Conversely, borrowers often prefer to fund their longer-term assets with a longer maturity loan rather than several shorter maturity loans. Relative to short-term loans, longer maturity loans reduce the transactions cost to the borrower of rolling over the loan. Moreover, if something happens and the borrower is not able to roll over a maturing short-term loan, she will default on the loan and likely end up in bankruptcy court.

Banks have historically stood between depositors and bank borrowers, giving each what they want and in return earning maturity and liquidity premiums. That is, the bank pays lower rates on demand and shorter-term deposits while receiving a higher rate from borrowers with longer maturity loans.

In order to earn these premia, one risk that banks take is that deposit rates will climb faster than asset yields when the yield curve shifts up. Banks manage this risk in a variety of ways, including setting limits on maturity mismatches, making longer-term loans that have interest rates that float with market rates (such as loans based on the prime rate or Libor), and hedging the risk with derivatives.

Another risk banks take to earn the liquidity premium is that on some days outflows will exceed inflows. This risk is manageable almost all of the time as banks can ordinarily predict their inflows and outflows with reasonable accuracy. Banks that anticipate net outflows borrow from other banks and the financial markets. Those banks anticipating net inflows lend to other banks.
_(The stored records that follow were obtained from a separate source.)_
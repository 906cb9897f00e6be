//! Link integration tests.

use netdevice::netlink::{Connection, Protocol};
use netdevice::util::{IfreqProbe, InterfaceProbe, ifname};
use netdevice::{Result, SocketDomain};

use crate::common::TestLink;

#[tokio::test]
async fn test_add_set_state_and_delete() -> Result<()> {
    require_root!();

    let link = TestLink::reserve("ndl");
    let conn = Connection::new(Protocol::Route)?;
    let probe = IfreqProbe::new(SocketDomain::Inet);

    conn.add_link(link.name(), "dummy").await?;
    assert_ne!(probe.index(link.name()), 0);
    assert!(!probe.is_up(link.name()));

    conn.set_link_state(link.name(), true).await?;
    assert!(probe.is_up(link.name()));

    conn.set_link_state(link.name(), false).await?;
    assert!(!probe.is_up(link.name()));

    conn.del_link(link.name()).await?;
    assert_eq!(ifname::name_to_index(link.name()), 0);

    Ok(())
}

#[tokio::test]
async fn test_duplicate_add_reports_kernel_error() -> Result<()> {
    require_root!();

    let link = TestLink::reserve("ndd");
    let conn = Connection::new(Protocol::Route)?;

    conn.add_link(link.name(), "dummy").await?;
    let err = conn.add_link(link.name(), "dummy").await.unwrap_err();
    assert!(err.is_already_exists(), "unexpected error: {err}");

    Ok(())
}

#[tokio::test]
async fn test_vlan_on_dummy() -> Result<()> {
    require_root!();

    let parent = TestLink::reserve("ndv");
    parent.create_dummy()?;

    let conn = Connection::new(Protocol::Route)?;
    let name = conn.add_vlan(parent.name(), 42).await?;
    assert_eq!(name, format!("{}.42", parent.name()));
    assert_ne!(ifname::name_to_index(&name), 0);

    // Deleting the parent removes the VLAN too
    conn.del_link(parent.name()).await?;
    assert_eq!(ifname::name_to_index(&name), 0);

    Ok(())
}

#[tokio::test]
async fn test_ifreq_toggle() -> Result<()> {
    require_root!();

    let link = TestLink::reserve("ndi");
    link.create_dummy()?;
    let probe = IfreqProbe::default();

    probe.set_up(link.name())?;
    assert!(probe.is_up(link.name()));
    probe.set_down(link.name())?;
    assert!(!probe.is_up(link.name()));

    Ok(())
}

#[tokio::test]
async fn test_missing_link_not_found() -> Result<()> {
    require_root!();

    let conn = Connection::new(Protocol::Route)?;
    let err = conn.del_link("nd-absent0").await.unwrap_err();
    assert!(matches!(err, netdevice::Error::InterfaceNotFound { .. }));

    Ok(())
}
The danger with this setup is that there will occasionally be days when a bank's outflows greatly exceed inflows. Moreover, the large outflow days are often a result of depositors' concerns about the financial stability of that bank. Such concerns could not only lead to deposit withdrawals but also to other banks cutting back their credit limits to a troubled bank.

One option for a bank facing such a run is to try to sell some of its more liquid assets. The bank will do so even if it thinks the assets are worth more than their current selling price, as failure to honor the withdrawals will result in immediate insolvency. Still, such asset sales can provide only a little time to reassure depositors and are limited by the liquidity of the bank's assets.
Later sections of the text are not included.